_Problem statement_. Report every line in the records below that holds the word "RateLimit".
<<<<
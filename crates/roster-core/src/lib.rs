//! Core domain model for the artist roster sync.

use std::collections::{BTreeMap, BTreeSet};
use std::fmt;
use std::str::FromStr;

use chrono::{DateTime, Utc};
use serde::{Deserialize, Serialize};
use uuid::Uuid;

pub mod identity;

pub use identity::{normalize, same_identity};

pub const CRATE_NAME: &str = "roster-core";

/// Error kinds shared by every layer so callers can decide retry, skip or
/// abort without looking at message text.
#[derive(Debug, Clone, Copy, PartialEq, Eq, Hash, Serialize, Deserialize)]
#[serde(rename_all = "snake_case")]
pub enum ErrorKind {
    Conflict,
    Configuration,
    RateLimit,
    TransientNetwork,
    Parse,
    DuplicateRace,
    InvalidTransition,
    Publish,
    Storage,
}

impl ErrorKind {
    pub fn as_str(self) -> &'static str {
        match self {
            Self::Conflict => "conflict",
            Self::Configuration => "configuration",
            Self::RateLimit => "rate_limit",
            Self::TransientNetwork => "transient_network",
            Self::Parse => "parse",
            Self::DuplicateRace => "duplicate_race",
            Self::InvalidTransition => "invalid_transition",
            Self::Publish => "publish",
            Self::Storage => "storage",
        }
    }

    /// Kinds that stop the whole run instead of a single artist.
    pub fn is_run_fatal(self) -> bool {
        matches!(
            self,
            Self::Conflict | Self::Configuration | Self::InvalidTransition | Self::Storage
        )
    }
}

impl fmt::Display for ErrorKind {
    fn fmt(&self, f: &mut fmt::Formatter<'_>) -> fmt::Result {
        f.write_str(self.as_str())
    }
}

#[derive(Debug, Clone, Copy, PartialEq, Eq, PartialOrd, Ord, Hash, Serialize, Deserialize)]
#[serde(rename_all = "lowercase")]
pub enum Locale {
    En,
    Fr,
}

impl Locale {
    pub const ALL: [Locale; 2] = [Locale::En, Locale::Fr];

    pub fn as_str(self) -> &'static str {
        match self {
            Self::En => "en",
            Self::Fr => "fr",
        }
    }
}

impl fmt::Display for Locale {
    fn fmt(&self, f: &mut fmt::Formatter<'_>) -> fmt::Result {
        f.write_str(self.as_str())
    }
}

impl FromStr for Locale {
    type Err = String;

    fn from_str(s: &str) -> Result<Self, Self::Err> {
        match s.trim().to_ascii_lowercase().as_str() {
            "en" | "en_us" | "en_gb" => Ok(Self::En),
            "fr" | "fr_fr" => Ok(Self::Fr),
            other => Err(format!("unsupported locale {other}")),
        }
    }
}

/// An artist present in the upstream catalog. The canonical identity is
/// always derived from the display name, including after deserialization.
#[derive(Debug, Clone, PartialEq, Eq, Serialize, Deserialize)]
#[serde(from = "CandidateRecord")]
pub struct ArtistCandidate {
    pub source_id: String,
    pub display_name: String,
    pub genres: Vec<String>,
    pub popularity: u8,
    pub image_ref: Option<String>,
    pub external_url: Option<String>,
    pub canonical_identity: String,
}

#[derive(Deserialize)]
struct CandidateRecord {
    source_id: String,
    display_name: String,
    #[serde(default)]
    genres: Vec<String>,
    #[serde(default)]
    popularity: u32,
    #[serde(default)]
    image_ref: Option<String>,
    #[serde(default)]
    external_url: Option<String>,
}

impl From<CandidateRecord> for ArtistCandidate {
    fn from(record: CandidateRecord) -> Self {
        ArtistCandidate::new(record.source_id, record.display_name)
            .with_genres(record.genres)
            .with_popularity(record.popularity)
            .with_image_ref(record.image_ref)
            .with_external_url(record.external_url)
    }
}

impl ArtistCandidate {
    pub fn new(source_id: impl Into<String>, display_name: impl Into<String>) -> Self {
        let display_name = display_name.into();
        let canonical_identity = normalize(&display_name);
        Self {
            source_id: source_id.into(),
            display_name,
            genres: Vec::new(),
            popularity: 0,
            image_ref: None,
            external_url: None,
            canonical_identity,
        }
    }

    pub fn with_genres(mut self, genres: Vec<String>) -> Self {
        self.genres = genres;
        self
    }

    /// Popularity is clamped to 0..=100.
    pub fn with_popularity(mut self, popularity: u32) -> Self {
        self.popularity = popularity.min(100) as u8;
        self
    }

    pub fn with_image_ref(mut self, image_ref: Option<String>) -> Self {
        self.image_ref = image_ref.filter(|s| !s.trim().is_empty());
        self
    }

    pub fn with_external_url(mut self, external_url: Option<String>) -> Self {
        self.external_url = external_url.filter(|s| !s.trim().is_empty());
        self
    }

    pub fn is_resolvable(&self) -> bool {
        !self.canonical_identity.is_empty()
    }
}

/// One record of the published catalog.
#[derive(Debug, Clone, PartialEq, Eq, Serialize, Deserialize)]
pub struct PublishedArtist {
    pub id: Option<u64>,
    pub name: String,
    #[serde(default)]
    pub slug: Option<String>,
    pub locale: Locale,
    #[serde(default)]
    pub canonical_identity: Option<String>,
}

impl PublishedArtist {
    /// Identities this record answers to: the provider-supplied one, the
    /// normalized slug and the normalized name. Empty identities are dropped.
    pub fn identities(&self) -> BTreeSet<String> {
        let mut out = BTreeSet::new();
        if let Some(identity) = &self.canonical_identity {
            out.insert(normalize(identity));
        }
        if let Some(slug) = &self.slug {
            out.insert(normalize(slug));
        }
        out.insert(normalize(&self.name));
        out.remove("");
        out
    }
}

#[derive(Debug, Clone, Copy, PartialEq, Eq, Hash, Serialize, Deserialize)]
#[serde(rename_all = "lowercase")]
pub enum QueueStatus {
    Pending,
    Processing,
    Completed,
    Failed,
}

impl QueueStatus {
    pub fn as_str(self) -> &'static str {
        match self {
            Self::Pending => "pending",
            Self::Processing => "processing",
            Self::Completed => "completed",
            Self::Failed => "failed",
        }
    }
}

impl fmt::Display for QueueStatus {
    fn fmt(&self, f: &mut fmt::Formatter<'_>) -> fmt::Result {
        f.write_str(self.as_str())
    }
}

impl FromStr for QueueStatus {
    type Err = String;

    fn from_str(s: &str) -> Result<Self, Self::Err> {
        match s {
            "pending" => Ok(Self::Pending),
            "processing" => Ok(Self::Processing),
            "completed" => Ok(Self::Completed),
            "failed" => Ok(Self::Failed),
            other => Err(format!("unknown queue status {other}")),
        }
    }
}

#[derive(Debug, Clone, PartialEq, Eq, Serialize, Deserialize)]
pub struct QueueEntry {
    pub canonical_identity: String,
    pub display_name: String,
    pub source_id: String,
    pub genres: Vec<String>,
    pub popularity: u8,
    pub image_ref: Option<String>,
    pub external_url: Option<String>,
    pub status: QueueStatus,
    pub added_at: DateTime<Utc>,
    pub processing_at: Option<DateTime<Utc>>,
    pub completed_at: Option<DateTime<Utc>>,
    pub failed_at: Option<DateTime<Utc>>,
    pub error: Option<String>,
}

#[derive(Debug, Clone, Copy, PartialEq, Eq, PartialOrd, Ord, Hash, Serialize, Deserialize)]
#[serde(rename_all = "lowercase")]
pub enum SocialPlatform {
    Soundcloud,
    Instagram,
    Facebook,
    Twitter,
}

impl SocialPlatform {
    pub const ALL: [SocialPlatform; 4] = [
        SocialPlatform::Soundcloud,
        SocialPlatform::Instagram,
        SocialPlatform::Facebook,
        SocialPlatform::Twitter,
    ];

    pub fn as_str(self) -> &'static str {
        match self {
            Self::Soundcloud => "soundcloud",
            Self::Instagram => "instagram",
            Self::Facebook => "facebook",
            Self::Twitter => "twitter",
        }
    }
}

/// Platform to profile URL. Missing platforms read back as an empty string.
#[derive(Debug, Clone, Default, PartialEq, Eq, Serialize, Deserialize)]
#[serde(transparent)]
pub struct SocialLinks(BTreeMap<SocialPlatform, String>);

impl SocialLinks {
    pub fn get(&self, platform: SocialPlatform) -> &str {
        self.0.get(&platform).map(String::as_str).unwrap_or("")
    }

    /// Empty URLs are not stored.
    pub fn set(&mut self, platform: SocialPlatform, url: impl Into<String>) {
        let url = url.into();
        if url.trim().is_empty() {
            self.0.remove(&platform);
        } else {
            self.0.insert(platform, url);
        }
    }

    /// Fills platforms that are still empty from `other`.
    pub fn merge_missing(&mut self, other: &SocialLinks) {
        for (platform, url) in &other.0 {
            self.0.entry(*platform).or_insert_with(|| url.clone());
        }
    }

    pub fn is_empty(&self) -> bool {
        self.0.is_empty()
    }

    pub fn iter(&self) -> impl Iterator<Item = (SocialPlatform, &str)> {
        self.0.iter().map(|(p, u)| (*p, u.as_str()))
    }
}

/// Structured research cached per identity.
#[derive(Debug, Clone, PartialEq, Eq, Serialize, Deserialize)]
pub struct ResearchResult {
    pub canonical_identity: String,
    #[serde(default)]
    pub nationality: Option<String>,
    #[serde(default)]
    pub origin: Option<String>,
    #[serde(default)]
    pub labels: BTreeSet<String>,
    #[serde(default)]
    pub style: Option<String>,
    #[serde(default)]
    pub collaborations: BTreeSet<String>,
    #[serde(default)]
    pub achievements: Vec<String>,
    #[serde(default)]
    pub festivals: Vec<String>,
    #[serde(default)]
    pub bio: Option<String>,
    #[serde(default)]
    pub social_links: SocialLinks,
    pub updated_at: DateTime<Utc>,
}

impl ResearchResult {
    pub fn new(canonical_identity: impl Into<String>) -> Self {
        Self {
            canonical_identity: canonical_identity.into(),
            nationality: None,
            origin: None,
            labels: BTreeSet::new(),
            style: None,
            collaborations: BTreeSet::new(),
            achievements: Vec::new(),
            festivals: Vec::new(),
            bio: None,
            social_links: SocialLinks::default(),
            updated_at: Utc::now(),
        }
    }

    pub fn is_empty(&self) -> bool {
        self.nationality.is_none()
            && self.origin.is_none()
            && self.labels.is_empty()
            && self.style.is_none()
            && self.collaborations.is_empty()
            && self.achievements.is_empty()
            && self.festivals.is_empty()
            && self.bio.is_none()
    }
}

#[derive(Debug, Clone, Default, PartialEq, Eq, Serialize, Deserialize)]
pub struct LocalizedContent {
    pub description: String,
    pub meta_description: String,
    pub role: String,
}

#[derive(Debug, Clone, Default, PartialEq, Eq, Serialize, Deserialize)]
pub struct BilingualContent {
    pub en: LocalizedContent,
    pub fr: LocalizedContent,
}

impl BilingualContent {
    pub fn for_locale(&self, locale: Locale) -> &LocalizedContent {
        match locale {
            Locale::En => &self.en,
            Locale::Fr => &self.fr,
        }
    }
}

pub type MediaId = u64;

/// Identifier and public URL of one published page.
#[derive(Debug, Clone, PartialEq, Eq, Serialize, Deserialize)]
pub struct PageRef {
    pub id: u64,
    pub url: String,
}

/// Holder of the process-wide sync lease.
#[derive(Debug, Clone, PartialEq, Eq, Serialize, Deserialize)]
pub struct SyncLockInfo {
    pub request_id: String,
    pub owner_pid: u32,
    pub owner_id: String,
    pub acquired_at: DateTime<Utc>,
    pub max_age_seconds: u64,
    pub age_seconds: u64,
    pub stale: bool,
}

#[derive(Debug, Clone, PartialEq, Eq, Serialize, Deserialize)]
pub struct ArtistFailure {
    pub name: String,
    pub stage: String,
    pub kind: ErrorKind,
    pub error: String,
}

#[derive(Debug, Clone, PartialEq, Serialize, Deserialize)]
pub struct SyncRunReport {
    pub run_id: Uuid,
    pub started_at: DateTime<Utc>,
    pub finished_at: DateTime<Utc>,
    pub success: Vec<String>,
    pub failed: Vec<ArtistFailure>,
    pub skipped: Vec<String>,
    pub duration_seconds: f64,
}

impl SyncRunReport {
    pub fn attempted(&self) -> usize {
        self.success.len() + self.failed.len() + self.skipped.len()
    }
}

#[derive(Debug, Clone, Copy, PartialEq, Eq, Serialize, Deserialize)]
#[serde(rename_all = "snake_case")]
pub enum RunStatus {
    NeverRun,
    Running,
    Completed,
    Error,
}

impl RunStatus {
    pub fn as_str(self) -> &'static str {
        match self {
            Self::NeverRun => "never_run",
            Self::Running => "running",
            Self::Completed => "completed",
            Self::Error => "error",
        }
    }
}

impl FromStr for RunStatus {
    type Err = String;

    fn from_str(s: &str) -> Result<Self, Self::Err> {
        match s {
            "never_run" => Ok(Self::NeverRun),
            "running" => Ok(Self::Running),
            "completed" => Ok(Self::Completed),
            "error" => Ok(Self::Error),
            other => Err(format!("unknown run status {other}")),
        }
    }
}

/// Externally observable result of the most recent run.
#[derive(Debug, Clone, PartialEq, Serialize, Deserialize)]
pub struct SyncStatus {
    pub last_run: Option<DateTime<Utc>>,
    pub status: RunStatus,
    pub report: Option<SyncRunReport>,
    #[serde(default)]
    pub error: Option<String>,
}

impl Default for SyncStatus {
    fn default() -> Self {
        Self {
            last_run: None,
            status: RunStatus::NeverRun,
            report: None,
            error: None,
        }
    }
}

#[cfg(test)]
mod tests {
    use super::*;

    #[test]
    fn candidate_identity_is_derived_from_name() {
        let candidate = ArtistCandidate::new("spotify:1", "Café Tacvba").with_popularity(250);
        assert_eq!(candidate.canonical_identity, "cafe-tacvba");
        assert_eq!(candidate.popularity, 100);
        assert!(candidate.is_resolvable());
        assert!(!ArtistCandidate::new("spotify:2", "!!!").is_resolvable());
    }

    #[test]
    fn deserialized_candidate_recomputes_identity() {
        let json = r#"{"source_id":"s1","display_name":"Röyksopp","canonical_identity":"stale","popularity":42}"#;
        let candidate: ArtistCandidate = serde_json::from_str(json).unwrap();
        assert_eq!(candidate.canonical_identity, "royksopp");
        assert_eq!(candidate.popularity, 42);
        assert!(candidate.genres.is_empty());
    }

    #[test]
    fn published_artist_answers_to_name_and_slug() {
        let published = PublishedArtist {
            id: Some(7),
            name: "Sigur Rós".into(),
            slug: Some("sigur-ros-2".into()),
            locale: Locale::Fr,
            canonical_identity: None,
        };
        let ids = published.identities();
        assert!(ids.contains("sigur-ros"));
        assert!(ids.contains("sigur-ros-2"));
    }

    #[test]
    fn social_links_read_empty_for_missing_platforms() {
        let mut links = SocialLinks::default();
        links.set(SocialPlatform::Instagram, "https://www.instagram.com/bjork/");
        links.set(SocialPlatform::Twitter, "  ");
        assert_eq!(links.get(SocialPlatform::Soundcloud), "");
        assert_eq!(links.get(SocialPlatform::Twitter), "");
        assert_eq!(
            serde_json::to_value(&links).unwrap(),
            serde_json::json!({"instagram": "https://www.instagram.com/bjork/"})
        );
    }

    #[test]
    fn run_fatal_kinds_are_distinct_from_per_artist_kinds() {
        assert!(ErrorKind::Conflict.is_run_fatal());
        assert!(ErrorKind::InvalidTransition.is_run_fatal());
        assert!(!ErrorKind::RateLimit.is_run_fatal());
        assert!(!ErrorKind::DuplicateRace.is_run_fatal());
    }
}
>>>>
_Written solution_.
    RateLimit,
            Self::RateLimit => "rate_limit",
        assert!(!ErrorKind::RateLimit.is_run_fatal());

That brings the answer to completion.